Lorina’s Cantina, the favorite Lake Amistad watering hole
By Joe Hyde
Special to LIVE!
Jerry Harris retired in Del Rio. Or so he thought he would. His wife, Lorina, who comes from a large family of sisters, couldn’t sit still. And besides that, they enjoyed the social life around a bar. That’s when opportunity knocked.
In 2002, a bar location out by Lake Amistad became available. “She can’t just sit around and do nothing,” Jerry explained, pointing to Lorina. So Jerry and Lorina bought the place and renamed it Lorina’s Cantina. “Well, we met in a bar. We got married in a bar. We’ve done everything you can think of in a bar. I guess we are just destined to own one,” Lorina said. “Lorina is just a cream puff,’ Jerry added.
Jerry met Lorina in El Paso where Jerry worked as a maquila manager. He managed plants that made automotive parts. Lorina sold real estate there. Opportunity knocked in Del Rio, then in plants well south of there, and they moved. “I used to have a driver take me deep into Mexico where I’d work for the week, and then they’d drive me back for the weekend,” Jerry said.
Once retired, the couple grew restless and Lorina’s personality was a perfect fit for building a bar crowd. “She is here to please a lot of people with a great establishment to gather,” Jerry said.

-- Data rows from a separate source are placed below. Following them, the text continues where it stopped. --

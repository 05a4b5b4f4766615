// ===== cipherforge/src/lang.rs =====
use crate::error::{CfResult, CipherForgeError};
use std::cmp::Reverse;
use std::collections::HashSet;
use std::path::Path;
use tracing::{debug, info};

/// English letters from most to least frequent.
pub const ENGLISH_FREQ_ORDER: &[u8; 26] = b"ETAOINSHRDLCUMWFGYPBVKJXQZ";

/// How many of the most frequent corpus words double as phrase probes.
const PHRASE_LIMIT: usize = 50;

/// Immutable reference data for plausibility scoring: a vocabulary, a list of
/// space-padded phrase probes, a bigram weight table, and the letter-frequency
/// ranking used to seed substitution keys. Loaded once, shared read-only.
pub struct LanguageModel {
    words: HashSet<String>,
    phrases: Vec<String>,
    bigram_weights: [f64; 26 * 26],
    freq_order: [u8; 26],
}

impl LanguageModel {
    /// Compact embedded English model. Choosing it is an explicit decision by
    /// the caller, not a fallback the loader degrades into.
    pub fn builtin() -> Self {
        let words = BUILTIN_WORDS
            .iter()
            .map(|w| w.to_string())
            .collect::<HashSet<_>>();
        let phrases = BUILTIN_PHRASES
            .iter()
            .map(|w| format!(" {} ", w))
            .collect();
        Self {
            words,
            phrases,
            bigram_weights: builtin_bigram_table(),
            freq_order: *ENGLISH_FREQ_ORDER,
        }
    }

    /// Loads a model from a corpus directory:
    /// - `words.csv` (word,count): required, becomes the vocabulary; the
    ///   most frequent entries double as phrase probes.
    /// - `2grams.csv` (a,b,weight): optional, replaces the embedded bigram
    ///   table when present.
    /// - `1grams.csv` (letter,count): optional, replaces the embedded
    ///   frequency ranking when present.
    pub fn from_dir<P: AsRef<Path>>(dir: P) -> CfResult<Self> {
        let root = dir.as_ref();
        info!("Loading language model from {:?}", root);

        let words_path = root.join("words.csv");
        if !words_path.exists() {
            return Err(CipherForgeError::ResourceUnavailable(format!(
                "vocabulary file not found: {:?}",
                words_path
            )));
        }

        let mut ranked: Vec<(String, u64)> = Vec::new();
        let mut rdr = csv::ReaderBuilder::new()
            .has_headers(false)
            .flexible(true)
            .from_path(&words_path)?;
        for result in rdr.records().flatten() {
            if result.is_empty() {
                continue;
            }
            let word = result[0].trim().to_ascii_uppercase();
            if word.is_empty() || !word.bytes().all(|b| b.is_ascii_uppercase()) {
                continue;
            }
            let count: u64 = result
                .get(1)
                .and_then(|c| c.trim().parse().ok())
                .unwrap_or(1);
            ranked.push((word, count));
        }
        if ranked.is_empty() {
            return Err(CipherForgeError::ResourceUnavailable(format!(
                "vocabulary file {:?} contains no usable words",
                words_path
            )));
        }

        ranked.sort_by(|a, b| b.1.cmp(&a.1).then_with(|| a.0.cmp(&b.0)));
        let phrases = ranked
            .iter()
            .take(PHRASE_LIMIT)
            .map(|(w, _)| format!(" {} ", w))
            .collect();
        let words: HashSet<String> = ranked.into_iter().map(|(w, _)| w).collect();

        let bigram_weights = match load_bigrams(&root.join("2grams.csv"))? {
            Some(table) => table,
            None => {
                info!("No 2grams.csv in corpus, using embedded bigram table");
                builtin_bigram_table()
            }
        };

        let freq_order = match load_freq_order(&root.join("1grams.csv"))? {
            Some(order) => order,
            None => *ENGLISH_FREQ_ORDER,
        };

        debug!(
            "Language model ready: {} words, {} phrase probes",
            words.len(),
            PHRASE_LIMIT.min(words.len())
        );
        Ok(Self {
            words,
            phrases,
            bigram_weights,
            freq_order,
        })
    }

    pub fn contains_word(&self, word: &str) -> bool {
        self.words.contains(word)
    }

    pub fn phrases(&self) -> &[String] {
        &self.phrases
    }

    /// Weight for the (first, second) uppercase-letter pair, 0.0 if uncommon.
    #[inline]
    pub fn bigram_weight(&self, first: u8, second: u8) -> f64 {
        self.bigram_weights[(first - b'A') as usize * 26 + (second - b'A') as usize]
    }

    pub fn freq_order(&self) -> &[u8; 26] {
        &self.freq_order
    }

    pub fn word_count(&self) -> usize {
        self.words.len()
    }
}

/// Uppercases and keeps only A-Z plus space, the symbol set the substitution
/// search operates on.
pub fn normalize_ciphertext(text: &str) -> String {
    text.bytes()
        .map(|b| b.to_ascii_uppercase())
        .filter(|&b| b.is_ascii_uppercase() || b == b' ')
        .map(char::from)
        .collect()
}

fn load_bigrams(path: &Path) -> CfResult<Option<[f64; 26 * 26]>> {
    if !path.exists() {
        return Ok(None);
    }
    let mut table = [0.0f64; 26 * 26];
    let mut loaded = 0usize;
    let mut rdr = csv::ReaderBuilder::new()
        .has_headers(false)
        .flexible(true)
        .from_path(path)?;
    for result in rdr.records().flatten() {
        if result.len() < 3 {
            continue;
        }
        let a = first_letter(&result[0]);
        let b = first_letter(&result[1]);
        let weight: f64 = result[2].trim().parse().unwrap_or(0.0);
        if let (Some(a), Some(b)) = (a, b) {
            if weight.is_finite() && weight > 0.0 {
                table[(a - b'A') as usize * 26 + (b - b'A') as usize] = weight;
                loaded += 1;
            }
        }
    }
    if loaded == 0 {
        return Err(CipherForgeError::ResourceUnavailable(format!(
            "bigram file {:?} contains no usable entries",
            path
        )));
    }
    Ok(Some(table))
}

fn load_freq_order(path: &Path) -> CfResult<Option<[u8; 26]>> {
    if !path.exists() {
        return Ok(None);
    }
    let mut counts = [0u64; 26];
    let mut loaded = 0usize;
    let mut rdr = csv::ReaderBuilder::new()
        .has_headers(false)
        .flexible(true)
        .from_path(path)?;
    for result in rdr.records().flatten() {
        if result.len() < 2 {
            continue;
        }
        if let Some(letter) = first_letter(&result[0]) {
            let count: u64 = result[1].trim().parse().unwrap_or(0);
            counts[(letter - b'A') as usize] += count;
            loaded += 1;
        }
    }
    if loaded == 0 {
        return Err(CipherForgeError::ResourceUnavailable(format!(
            "letter frequency file {:?} contains no usable entries",
            path
        )));
    }
    let mut ranked: Vec<usize> = (0..26).collect();
    ranked.sort_by_key(|&i| (Reverse(counts[i]), i));
    let mut order = [0u8; 26];
    for (rank, &idx) in ranked.iter().enumerate() {
        order[rank] = b'A' + idx as u8;
    }
    Ok(Some(order))
}

fn first_letter(field: &str) -> Option<u8> {
    let b = field.trim().bytes().next()?;
    let u = b.to_ascii_uppercase();
    u.is_ascii_uppercase().then_some(u)
}

fn builtin_bigram_table() -> [f64; 26 * 26] {
    let mut table = [0.0f64; 26 * 26];
    for &(pair, weight) in BUILTIN_BIGRAMS {
        let b = pair.as_bytes();
        table[(b[0] - b'A') as usize * 26 + (b[1] - b'A') as usize] = weight;
    }
    table
}

const BUILTIN_BIGRAMS: &[(&str, f64)] = &[
    ("TH", 3.0),
    ("HE", 2.8),
    ("IN", 2.5),
    ("ER", 2.3),
    ("AN", 2.2),
    ("RE", 2.1),
    ("ON", 2.0),
    ("AT", 1.9),
    ("EN", 1.8),
    ("ND", 1.7),
    ("TI", 1.6),
    ("ES", 1.6),
    ("OR", 1.5),
    ("TE", 1.5),
    ("OF", 1.5),
    ("ED", 1.4),
    ("IS", 1.4),
    ("IT", 1.4),
    ("AL", 1.3),
    ("AR", 1.3),
    ("ST", 1.3),
    ("TO", 1.3),
    ("NT", 1.2),
    ("HA", 1.2),
    ("SE", 1.1),
];

/// Space-padded probes counted as substrings; whole-word evidence that also
/// fires on text where word boundaries survived encryption.
const BUILTIN_PHRASES: &[&str] = &[
    "THE", "AND", "TO", "OF", "IN", "THAT", "IT", "IS", "WAS", "FOR", "ON", "WITH", "AS", "YOU",
    "I", "HE", "SHE", "THEY", "THIS", "BUT", "WE", "OUR", "YOUR", "PLEASE", "FIND", "ATTACHED",
    "DOCUMENT", "DOCUMENTS", "REQUIRED", "REVIEW", "APPRECIATE", "COOPERATION", "REMAIN",
    "DISPOSAL", "KINDLY", "CONFIRM", "PARTICIPATION", "UPCOMING", "TRAINING", "SESSION",
    "PRESENCE", "ESSENTIAL", "COMPLIANCE", "PURPOSES", "POLICY", "GUIDELINES", "EFFECT", "MARCH",
    "ADDITIONAL", "INSTRUCTIONS", "IMPLEMENTATION",
];

const BUILTIN_WORDS: &[&str] = &[
    "THE", "AND", "TO", "OF", "IN", "THAT", "IT", "IS", "WAS", "FOR", "ON", "WITH", "AS", "YOU",
    "I", "HE", "SHE", "THEY", "THIS", "BUT", "WE", "OUR", "YOUR", "AT", "BY", "FROM", "OR", "AN",
    "BE", "ARE", "WERE", "BEEN", "HAS", "HAVE", "HAD", "NOT", "NO", "YES", "ALL", "ANY", "CAN",
    "COULD", "WILL", "WOULD", "SHALL", "SHOULD", "MAY", "MIGHT", "MUST", "DO", "DOES", "DID",
    "DONE", "IF", "THEN", "ELSE", "WHEN", "WHERE", "WHY", "HOW", "WHAT", "WHICH", "WHO", "WHOM",
    "WHOSE", "THERE", "HERE", "THAN", "SO", "SUCH", "SOME", "MORE", "MOST", "LESS", "LEAST",
    "VERY", "MUCH", "MANY", "FEW", "OTHER", "ANOTHER", "EACH", "EVERY", "BOTH", "EITHER",
    "NEITHER", "ONE", "TWO", "THREE", "FOUR", "FIVE", "SIX", "SEVEN", "EIGHT", "NINE", "TEN",
    "FIRST", "LAST", "NEXT", "NEW", "OLD", "GOOD", "BAD", "GREAT", "SMALL", "LARGE", "LONG",
    "SHORT", "HIGH", "LOW", "EARLY", "LATE", "DAY", "WEEK", "MONTH", "YEAR", "TIME", "HOUR",
    "MINUTE", "SECOND", "TODAY", "NOW", "SOON", "ABOUT", "AFTER", "BEFORE", "BETWEEN", "DURING",
    "UNDER", "OVER", "ABOVE", "BELOW", "INTO", "OUT", "UP", "DOWN", "OFF", "AGAIN", "ONCE",
    "TWICE", "ALSO", "ONLY", "JUST", "EVEN", "STILL", "NEVER", "ALWAYS", "OFTEN", "SOMETIMES",
    "PEOPLE", "PERSON", "MAN", "WOMAN", "CHILD", "FAMILY", "FRIEND", "WORK", "JOB", "OFFICE",
    "HOME", "HOUSE", "CITY", "COUNTRY", "WORLD", "LIFE", "HAND", "PART", "PLACE", "CASE",
    "POINT", "FACT", "GROUP", "NUMBER", "PROBLEM", "QUESTION", "ANSWER", "NAME", "WORD", "LINE",
    "THING", "WAY", "END", "MAKE", "MADE", "TAKE", "TOOK", "GIVE", "GAVE", "GET", "GOT", "GO",
    "WENT", "COME", "CAME", "SEE", "SAW", "KNOW", "KNEW", "THINK", "THOUGHT", "SAY", "SAID",
    "TELL", "TOLD", "ASK", "ASKED", "USE", "USED", "FIND", "FOUND", "WANT", "NEED", "HELP",
    "CALL", "KEEP", "LET", "PUT", "SEEM", "LEAVE", "FEEL", "LOOK", "SHOW", "PLEASE", "THANK",
    "REGARDS", "DEAR", "ATTACHED", "DOCUMENT", "DOCUMENTS", "REQUIRED", "REVIEW", "APPRECIATE",
    "COOPERATION", "REMAIN", "DISPOSAL", "KINDLY", "CONFIRM", "PARTICIPATION", "UPCOMING",
    "TRAINING", "SESSION", "PRESENCE", "ESSENTIAL", "COMPLIANCE", "PURPOSES", "POLICY",
    "GUIDELINES", "EFFECT", "MARCH", "ADDITIONAL", "INSTRUCTIONS", "IMPLEMENTATION", "MESSAGE",
    "SECRET", "TEST", "SIMPLE",
];
use thiserror::Error;

#[derive(Error, Debug)]
pub enum CipherForgeError {
    #[error("IO Error: {0}")]
    Io(#[from] std::io::Error),

    #[error("CSV Parsing Error: {0}")]
    Csv(#[from] csv::Error),

    #[error("JSON Error: {0}")]
    Json(#[from] serde_json::Error),

    #[error("Invalid Key: {0}")]
    InvalidKey(String),

    #[error("Invalid Configuration: {0}")]
    InvalidConfig(String),

    #[error("Resource Unavailable: {0}")]
    ResourceUnavailable(String),

    #[error("Data Validation Error: {0}")]
    Validation(String),
}

pub type CfResult<T> = Result<T, CipherForgeError>;
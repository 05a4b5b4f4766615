use cipherforge::error::CipherForgeError;
use cipherforge::lang::LanguageModel;
use cipherforge::scorer::{EnglishScorer, NullOracle, QualityOracle, TextScorer};
use std::fs::File;
use std::io::Write;
use std::sync::Arc;
use tempfile::TempDir;

fn builtin_scorer() -> EnglishScorer {
    EnglishScorer::new(Arc::new(LanguageModel::builtin()))
}

#[test]
fn test_score_is_deterministic() {
    let scorer = builtin_scorer();
    let text = "KINDLY CONFIRM YOUR PARTICIPATION IN THE UPCOMING TRAINING SESSION";
    let a = scorer.score(text);
    let b = scorer.score(text);
    assert_eq!(a, b, "score drifted between calls");
}

#[test]
fn test_readable_text_beats_scrambled() {
    let scorer = builtin_scorer();
    let readable = "PLEASE FIND THE ATTACHED DOCUMENT FOR REVIEW";
    let scrambled = "ESAELP DNIF EHT DEHCATTA TNEMUCOD ROF WEIVER";
    assert!(scorer.score(readable) > scorer.score(scrambled));
}

#[test]
fn test_word_evidence_dominates_bigrams() {
    let scorer = builtin_scorer();
    // One dictionary word outweighs a string of high-frequency bigrams.
    let wordy = "THE THE THE";
    let bigrammy = "THTHTHTHTHT";
    assert!(scorer.score(wordy) > scorer.score(bigrammy));
}

#[test]
fn test_vowel_ratio_penalty_applies() {
    let scorer = builtin_scorer();
    // No dictionary words, no common bigrams: only the vowel term differs.
    let balanced = "UKKAKUKKAK"; // 40% vowels
    let skewed = "KKKKKKKKKK"; // 0% vowels
    assert!(scorer.score(balanced) > scorer.score(skewed));
}

#[test]
fn test_null_oracle_returns_zero_for_everything() {
    let oracle = NullOracle;
    let candidates = vec!["ONE".to_string(), "TWO".to_string()];
    assert_eq!(oracle.evaluate(&candidates), vec![0.0, 0.0]);
}

fn write_corpus(dir: &TempDir, words: &str, bigrams: Option<&str>) {
    let mut f = File::create(dir.path().join("words.csv")).unwrap();
    write!(f, "{}", words).unwrap();
    if let Some(content) = bigrams {
        let mut f = File::create(dir.path().join("2grams.csv")).unwrap();
        write!(f, "{}", content).unwrap();
    }
}

#[test]
fn test_model_loads_from_corpus_dir() {
    let dir = tempfile::tempdir().unwrap();
    write_corpus(
        &dir,
        "the,1000\nand,800\nsecret,50\n",
        Some("t,h,3.0\nh,e,2.8\n"),
    );

    let model = LanguageModel::from_dir(dir.path()).unwrap();
    assert!(model.contains_word("SECRET"));
    assert!(model.contains_word("THE"));
    assert_eq!(model.bigram_weight(b'T', b'H'), 3.0);
    assert_eq!(model.bigram_weight(b'Z', b'Q'), 0.0);
}

#[test]
fn test_missing_vocabulary_is_resource_unavailable() {
    let dir = tempfile::tempdir().unwrap();
    assert!(matches!(
        LanguageModel::from_dir(dir.path()),
        Err(CipherForgeError::ResourceUnavailable(_))
    ));
}

#[test]
fn test_empty_vocabulary_is_resource_unavailable() {
    let dir = tempfile::tempdir().unwrap();
    write_corpus(&dir, "", None);
    assert!(matches!(
        LanguageModel::from_dir(dir.path()),
        Err(CipherForgeError::ResourceUnavailable(_))
    ));
}

#[test]
fn test_frequency_ranking_derived_from_monograms() {
    let dir = tempfile::tempdir().unwrap();
    write_corpus(&dir, "zzz,10\n", None);
    let mut f = File::create(dir.path().join("1grams.csv")).unwrap();
    write!(f, "z,900\ne,500\na,100\n").unwrap();

    let model = LanguageModel::from_dir(dir.path()).unwrap();
    assert_eq!(model.freq_order()[0], b'Z');
    assert_eq!(model.freq_order()[1], b'E');
}
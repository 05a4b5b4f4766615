use std::collections::HashMap;
use tracing::debug;

/// Estimates an unknown permutation block size from ciphertext periodicity.
///
/// Scans candidate sizes, segments the raw ciphertext into equal chunks
/// (ignoring a trailing partial chunk), and picks the size whose chunks
/// repeat the most. Repetition is measured as the fraction of chunks that
/// duplicate an earlier one; a raw duplicate count would always favor the
/// smallest sizes, which produce the most chunks. Smallest size wins ties.
/// Duplicate chunks are a periodicity proxy, not a guarantee; treat the
/// estimate as best-effort.
pub fn estimate_block_size(ciphertext: &str) -> Option<usize> {
    let bytes = ciphertext.as_bytes();
    if bytes.len() < 4 {
        return None;
    }
    let upper = 40.min(13.max(bytes.len() / 2 + 1));

    let mut best_size = 2;
    let mut best_ratio = 0.0f64;
    for size in 2..=upper {
        if size > bytes.len() {
            break;
        }
        let mut counts: HashMap<&[u8], usize> = HashMap::new();
        let mut total = 0usize;
        for chunk in bytes.chunks_exact(size) {
            *counts.entry(chunk).or_default() += 1;
            total += 1;
        }
        let dups = total - counts.len();
        let ratio = dups as f64 / total as f64;
        if ratio > best_ratio {
            best_ratio = ratio;
            best_size = size;
        }
    }
    debug!(
        "block size estimate: {} (duplicate ratio {:.2})",
        best_size, best_ratio
    );
    Some(best_size)
}

#[cfg(test)]
mod tests {
    use super::*;

    #[test]
    fn test_too_short_for_estimate() {
        assert_eq!(estimate_block_size("ABC"), None);
    }

    #[test]
    fn test_strong_period_detected() {
        let ciphertext = "HELLO".repeat(12);
        let n = estimate_block_size(&ciphertext).unwrap();
        assert!((3..=7).contains(&n), "estimate {} outside tolerance", n);
    }

    #[test]
    fn test_no_repetition_falls_back_to_smallest() {
        let n = estimate_block_size("ABCDEFGHIJKLMNOP").unwrap();
        assert_eq!(n, 2);
    }
}
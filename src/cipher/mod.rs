pub mod permutation;
pub mod substitution;

pub use permutation::{PermutationKey, FILLER};
pub use substitution::{SubstitutionKey, ALPHABET_LEN};

use serde::Serialize;
use strum_macros::{Display, EnumString};

/// Which classical cipher family a ciphertext is assumed to come from.
#[derive(Debug, Clone, Copy, PartialEq, Eq, Display, EnumString, Serialize)]
#[strum(serialize_all = "lowercase", ascii_case_insensitive)]
#[serde(rename_all = "lowercase")]
pub enum CipherKind {
    Permutation,
    Substitution,
}
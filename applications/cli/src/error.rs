/// CLI error types
use thiserror::Error;

pub type Result<T> = std::result::Result<T, CliError>;

#[derive(Debug, Error)]
pub enum CliError {
    #[error("Configuration error: {0}")]
    Config(String),

    #[error("Service error: {0}")]
    Client(#[from] nebula_client::ClientError),

    #[error("Storage error: {0}")]
    Storage(#[from] nebula_storage::StorageError),

    #[error("Playback error: {0}")]
    Playback(#[from] nebula_playback::PlaybackError),

    #[error("Track not playable: {0}")]
    NotPlayable(String),
}

impl From<config::ConfigError> for CliError {
    fn from(err: config::ConfigError) -> Self {
        CliError::Config(err.to_string())
    }
}
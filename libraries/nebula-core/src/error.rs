/// Core error types for Nebula
use thiserror::Error;

/// Result type alias using `NebulaError`
pub type Result<T> = std::result::Result<T, NebulaError>;

/// Core error type for Nebula
#[derive(Error, Debug)]
pub enum NebulaError {
    /// Remote service could not be reached
    #[error("Network error: {0}")]
    Network(String),

    /// Remote service answered with an error
    #[error("Service error ({status}): {message}")]
    Service { status: u16, message: String },

    /// Invalid input
    #[error("Invalid input: {0}")]
    InvalidInput(String),

    /// Storage-related errors
    #[error("Storage error: {0}")]
    Storage(String),
}

impl NebulaError {
    /// Create a network error
    pub fn network(msg: impl Into<String>) -> Self {
        Self::Network(msg.into())
    }

    /// Create a storage error
    pub fn storage(msg: impl Into<String>) -> Self {
        Self::Storage(msg.into())
    }

    /// Create an invalid input error
    pub fn invalid_input(msg: impl Into<String>) -> Self {
        Self::InvalidInput(msg.into())
    }
}
//! Types for Nebula service requests and responses.

use nebula_core::Track;
use serde::Deserialize;
use std::time::Duration;

/// Default prefix turning a track id into the source media locator
pub const DEFAULT_SOURCE_LOCATOR_BASE: &str = "https://www.youtube.com/watch?v=";

/// Configuration for connecting to the Nebula services.
#[derive(Debug, Clone)]
pub struct ClientConfig {
    /// Base URL of the backend (e.g., "http://127.0.0.1:8000")
    pub url: String,
    /// Prefix the track id is appended to when asking for a stream
    pub source_locator_base: String,
    /// Whole-request timeout
    pub timeout: Duration,
    /// Connection timeout
    pub connect_timeout: Duration,
}

impl ClientConfig {
    /// Create a new config with just the URL.
    pub fn new(url: impl Into<String>) -> Self {
        Self {
            url: url.into(),
            source_locator_base: default_source_locator_base(),
            timeout: default_timeout(),
            connect_timeout: default_connect_timeout(),
        }
    }

    /// Source media locator for a track id
    pub fn source_locator(&self, track_id: &str) -> String {
        format!("{}{}", self.source_locator_base, track_id)
    }
}

fn default_source_locator_base() -> String {
    DEFAULT_SOURCE_LOCATOR_BASE.to_string()
}

// Stream extraction on the backend can take several seconds.
fn default_timeout() -> Duration {
    Duration::from_secs(30)
}

fn default_connect_timeout() -> Duration {
    Duration::from_secs(10)
}

/// Response from the stream endpoint.
///
/// The backend answers 200 in both cases: `url` on success, `error` otherwise.
#[derive(Debug, Clone, Default, Deserialize)]
pub struct StreamUrlResponse {
    /// Playable URL
    #[serde(default)]
    pub url: Option<String>,
    /// Failure description
    #[serde(default)]
    pub error: Option<String>,
}

/// Response from the like toggle endpoint.
#[derive(Debug, Clone, Deserialize)]
pub struct LikeResponse {
    /// Whether the track is liked after the toggle
    pub liked: bool,
    /// Human readable status
    #[serde(default)]
    pub message: Option<String>,
}

/// Response from the liked list endpoint.
#[derive(Debug, Clone, Default, Deserialize)]
pub struct LikedListResponse {
    /// Liked tracks in the order they were liked
    #[serde(default)]
    pub liked: Vec<Track>,
}

/// Response from the autoplay endpoint.
#[derive(Debug, Clone, Default, Deserialize)]
pub struct UpNextResponse {
    /// Recommended follow-on tracks
    #[serde(default)]
    pub upnext: Vec<Track>,
}
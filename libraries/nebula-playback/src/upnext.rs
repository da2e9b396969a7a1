//! Up-next policy engine
//!
//! Decides what the queue holds whenever a track starts playing:
//!
//! - **Static context**: the caller supplied a stable ordered list (an
//!   album, a playlist, the liked list). The queue becomes that list.
//! - **Autoplay**: no context, or a context made only of ad-hoc search
//!   results. The queue becomes the played track followed by server
//!   recommendations.

use nebula_core::{AutoplayService, Track};
use serde::{Deserialize, Serialize};
use std::sync::Arc;
use tracing::{debug, warn};

/// Which policy produced a queue
#[derive(Debug, Clone, Copy, PartialEq, Eq, Serialize, Deserialize)]
pub enum QueuePolicy {
    /// Queue copied from the caller's context
    StaticContext,

    /// Queue generated from recommendations
    Autoplay,
}

impl QueuePolicy {
    /// Pick the policy for a caller-supplied context
    ///
    /// A context counts as stable only if it is non-empty and none of its
    /// entries came from search results.
    pub fn for_context(context: Option<&[Track]>) -> Self {
        match context {
            Some(tracks) if !tracks.is_empty() && !tracks.iter().any(|t| t.from_search) => {
                QueuePolicy::StaticContext
            }
            _ => QueuePolicy::Autoplay,
        }
    }
}

/// A computed queue, ready to commit
#[derive(Debug, Clone, PartialEq)]
pub struct QueuePlan {
    /// New queue contents
    pub tracks: Vec<Track>,

    /// Position of the played track in `tracks`
    pub index: usize,

    /// Policy that produced the plan
    pub policy: QueuePolicy,
}

impl QueuePlan {
    /// Queue set verbatim to `context`, pointing at `played`
    ///
    /// A played track missing from the context is treated as its head.
    pub fn from_context(played: &Track, context: &[Track]) -> Self {
        let index = context.iter().position(|t| t.id == played.id).unwrap_or(0);
        Self {
            tracks: context.to_vec(),
            index,
            policy: QueuePolicy::StaticContext,
        }
    }

    /// Queue holding only `played`
    pub fn singleton(played: &Track) -> Self {
        Self {
            tracks: vec![queued(played)],
            index: 0,
            policy: QueuePolicy::Autoplay,
        }
    }
}

/// Computes queues for newly played tracks
pub struct UpNextEngine {
    autoplay: Arc<dyn AutoplayService>,
}

impl UpNextEngine {
    pub fn new(autoplay: Arc<dyn AutoplayService>) -> Self {
        Self { autoplay }
    }

    /// Plan the queue for `played` under the policy `context` selects
    pub async fn plan(&self, played: &Track, context: Option<&[Track]>) -> QueuePlan {
        match (QueuePolicy::for_context(context), context) {
            (QueuePolicy::StaticContext, Some(tracks)) => QueuePlan::from_context(played, tracks),
            _ => self.generate(played).await,
        }
    }

    /// `[played] ++ recommendations`, or just `[played]` when the
    /// recommendation service fails or has nothing
    pub async fn generate(&self, played: &Track) -> QueuePlan {
        let recommendations = match self.autoplay.recommendations(&played.id).await {
            Ok(tracks) => tracks,
            Err(e) => {
                warn!(track_id = %played.id, error = %e, "Autoplay failed, queueing track alone");
                return QueuePlan::singleton(played);
            }
        };

        let mut tracks = Vec::with_capacity(recommendations.len() + 1);
        tracks.push(queued(played));
        tracks.extend(recommendations.into_iter().filter(Track::has_id));

        debug!(
            track_id = %played.id,
            recommended = tracks.len() - 1,
            "Generated autoplay queue"
        );

        QueuePlan {
            tracks,
            index: 0,
            policy: QueuePolicy::Autoplay,
        }
    }
}

/// Queue entries never carry a resolved stream URL; those expire
fn queued(track: &Track) -> Track {
    Track {
        stream_url: None,
        ..track.clone()
    }
}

The bar quickly grew in revenue and clientele. Around two years ago, the couple purchased the land across the highway, north of the original bar and made it bigger and better. The new Lorina’s Cantina, 9087 U.S. Highway 90 West, is teeming with activity the latter part of the week. Earlier in the week there is a regular, smaller crowd. “I serve food for free every day,’ Lorina said. And that food can be anything from Lorina’s tasty Mexican delights to a huge six-foot-long sandwich served the evening of this interview. “Some fishermen were having a party and they didn’t eat it, so they brought it by,” Lorina explained.
Lorina’s is a busy hub on Thursday, Friday and Saturday evenings. On Thursdays and Saturdays, they have karaoke. On Fridays, the couple reserves the time for live entertainment. “We’ve had the Calderon Brothers, Johnny Bush (who wrote “Whiskey River” for Willie Nelson) and Levi Mullen. They want to increase the opportunity for live bands to perform at Lorina’s.
Lorina’s daughter Desiree Chapman helps out at Lorina’s when she’s not at home with her newborn. And Jerry is hopeful that as time passes, the younger generation can pick up some of the slack. “Lorina works too hard,” Jerry said.
But there’s no time for slowing down, to hear the couple talk. “We need to build a smaller bar attached here. Maybe we’ll just build a restaurant instead,” Jerry said. Lorina hands me a bowl of corn chips. “Aren’t those the best chips you have ever tasted,” she asked. They were. Lorina explained they were a special type of chip from El Paso. And, she noted, she has a lot of culinary tricks up her sleeve if they had a restaurant, too.
Texas chili is a passion for the couple. “Lorina won second place at Terlingua in 1998,” a proud Jerry said. The ghost town near Big Bend National Park is home to two famous chili cook-offs every year. The next one is happening the first weekend in November. For contestants headed out, Jerry and Lorina put out word in the competition chili world that they were going to hold their first annual chili cook-off the week prior. It was a hit, and they plan to have one ever year from now on.
One more thing about Lorina’s you may want to know. There is this picture in the men’s room. You have to see it. And that’s all I have to write about that.
Lorina’s Cantina is open 2 p.m. until 2 a.m., Thursday through Saturday, and 2 p.m. to midnight, Sunday through Wednesday.